Bayesian filters are pretty robust in the face of corpus
contamination, if you have a threshold for the number of
occurrences of a word that you'll consider. If you don't
do that, then yes, a single legit email in your spam
corpus could cause your filters to reject every similar
A single email could easily contain five to eight words
that never occur in any other email. (Username, domain
name, server name, street address, etc.) If this got
into your spam corpus by mistake, then every succeeding
email from the same person would be classified as spam.
What this means is that you may want to use slightly
different thresholds for occurrences depending on how
much you trust the (human) classifier. For an app to be
used by end users, you might want to have a high threshold,
like 20 occurrences.
I find from my own experience that I often misclassify
mail.
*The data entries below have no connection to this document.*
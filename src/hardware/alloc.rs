//! Growing main memory ahead of a divide

use super::{Hardware, Variant};
use crate::config::AllocMethod;
use crate::context::Context;
use crate::fault::FaultLocation;
use crate::organism::Organism;

impl<V: Variant> Hardware<V> {
    /// Extend main memory by `allocated_size` slots and mark the allocation
    /// pending until the next divide.
    pub fn allocate_main(&mut self, ctx: &mut Context, org: &mut dyn Organism, allocated_size: i32) -> bool {
        if self.config.require_allocate && self.mal_active {
            self.fault(org, FaultLocation::Alloc, "Allocate already active");
            return false;
        }
        if allocated_size < 1 {
            self.fault(org, FaultLocation::Alloc, format!("Allocate of {} too small", allocated_size));
            return false;
        }

        let old_size = self.memory().len() as i64;
        let new_size = old_size + allocated_size as i64;
        if new_size > self.config.max_creature_size as i64 || new_size < self.config.min_creature_size as i64 {
            self.fault(org, FaultLocation::Alloc, format!("Invalid post-allocate size ({})", new_size));
            return false;
        }

        let range = self.config.child_size_range;
        let max_alloc_size = (old_size as f64 * range) as i64;
        if allocated_size as i64 > max_alloc_size {
            self.fault(
                org,
                FaultLocation::Alloc,
                format!("Allocate too large ({} > {})", allocated_size, max_alloc_size),
            );
            return false;
        }
        let max_old_size = (allocated_size as f64 * range) as i64;
        if old_size > max_old_size {
            self.fault(
                org,
                FaultLocation::Alloc,
                format!("Allocate too small ({} > {})", old_size, max_old_size),
            );
            return false;
        }

        let old_size = old_size as usize;
        let new_size = new_size as usize;
        let fill = self.inst_set.default_inst();
        match self.config.alloc_method {
            AllocMethod::Necro => {
                let recovered = self.memory_mut().resize_old(new_size, fill);
                self.randomize_range(ctx, old_size + recovered, new_size);
            }
            AllocMethod::Random => {
                self.memory_mut().resize(new_size, fill);
                self.randomize_range(ctx, old_size, new_size);
            }
            AllocMethod::Default => self.memory_mut().resize(new_size, fill),
        }

        log::debug!("organism {} allocated {} -> {}", org.id(), old_size, new_size);
        self.mal_active = true;
        true
    }

    fn randomize_range(&mut self, ctx: &mut Context, start: usize, end: usize) {
        for i in start..end {
            let inst = self.inst_set.random_inst(ctx);
            self.memory_mut().set(i, inst);
        }
    }
}

#[cfg(test)]
mod tests {
    use crate::config::{AllocMethod, HardwareConfig};
    use crate::context::Context;
    use crate::fault::FaultLocation;
    use crate::hardware::cpu::Cpu;
    use crate::hardware::test_util::{factory, genome};
    use crate::organism::BasicOrganism;

    const TEN_NOPS: &str = "nop-A nop-A nop-A nop-A nop-A nop-A nop-A nop-A nop-A nop-A";

    #[test]
    fn test_allocate_grows_with_default_inst() {
        let f = factory::<Cpu>(HardwareConfig::default());
        let mut hw = f.create(&genome(&f, TEN_NOPS));
        let mut ctx = Context::new(1);
        let mut org = BasicOrganism::default();
        assert!(hw.allocate_main(&mut ctx, &mut org, 10));
        assert_eq!(hw.memory().len(), 20);
        assert!(hw.mal_active());
        assert!(hw.memory().iter().all(|i| i == f.inst_set().default_inst()));
        assert!(org.faults.is_empty());
    }

    #[test]
    fn test_allocate_rejects_second_and_bad_sizes() {
        let f = factory::<Cpu>(HardwareConfig::default());
        let mut hw = f.create(&genome(&f, TEN_NOPS));
        let mut ctx = Context::new(1);
        let mut org = BasicOrganism::default();

        assert!(!hw.allocate_main(&mut ctx, &mut org, 0));
        assert_eq!(org.faults[0].message, "Allocate of 0 too small");

        assert!(!hw.allocate_main(&mut ctx, &mut org, 21));
        assert_eq!(org.faults[1].message, "Allocate too large (21 > 20)");

        assert!(!hw.allocate_main(&mut ctx, &mut org, 4));
        assert_eq!(org.faults[2].message, "Allocate too small (10 > 8)");

        assert!(hw.allocate_main(&mut ctx, &mut org, 5));
        assert!(!hw.allocate_main(&mut ctx, &mut org, 5));
        assert_eq!(org.faults[3].message, "Allocate already active");
        assert!(org.faults.iter().all(|f| f.location == FaultLocation::Alloc));
        assert_eq!(hw.memory().len(), 15);
    }

    #[test]
    fn test_allocate_respects_creature_bounds() {
        let config = HardwareConfig {
            max_creature_size: 15,
            ..HardwareConfig::default()
        };
        let f = factory::<Cpu>(config);
        let mut hw = f.create(&genome(&f, TEN_NOPS));
        let mut ctx = Context::new(1);
        let mut org = BasicOrganism::default();
        assert!(!hw.allocate_main(&mut ctx, &mut org, 6));
        assert_eq!(org.faults[0].message, "Invalid post-allocate size (16)");
        assert!(hw.allocate_main(&mut ctx, &mut org, 5));
        assert!(hw.memory().len() <= 15);
    }

    #[test]
    fn test_random_allocation_is_seeded() {
        let config = HardwareConfig {
            alloc_method: AllocMethod::Random,
            ..HardwareConfig::default()
        };
        let f = factory::<Cpu>(config);
        let g = genome(&f, TEN_NOPS);
        let run = |seed| {
            let mut hw = f.create(&g);
            let mut ctx = Context::new(seed);
            let mut org = BasicOrganism::default();
            assert!(hw.allocate_main(&mut ctx, &mut org, 10));
            hw.memory().to_sequence()
        };
        assert_eq!(run(5), run(5));
        assert_eq!(run(5).len(), 20);
    }
}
I seem to be more likely to put spam in a legit
mail folder than the reverse. But, as you guys found,
the first result of testing your filters tends to be to
clean up such mistakes.
--Greg Ward wrote:
> On 27 August 2002, Tim Peters said:
> > Setting this up has been a bitch. All early attempts floundered because it
> > turned out there was *some* systematic difference between the ham and spam
> > archives that made the job trivial.
> > The ham archive: I selected 20,000 messages, and broke them into 5 sets of
> > 4,000 each, at random, from a python-list archive Barry put together,
> > containing msgs only after SpamAssassin was put into play on python.org.
> > It's hoped that's pretty clean, but nobody checked all ~= 160,000+ msgs. As
> > will be seen below, it's not clean enough.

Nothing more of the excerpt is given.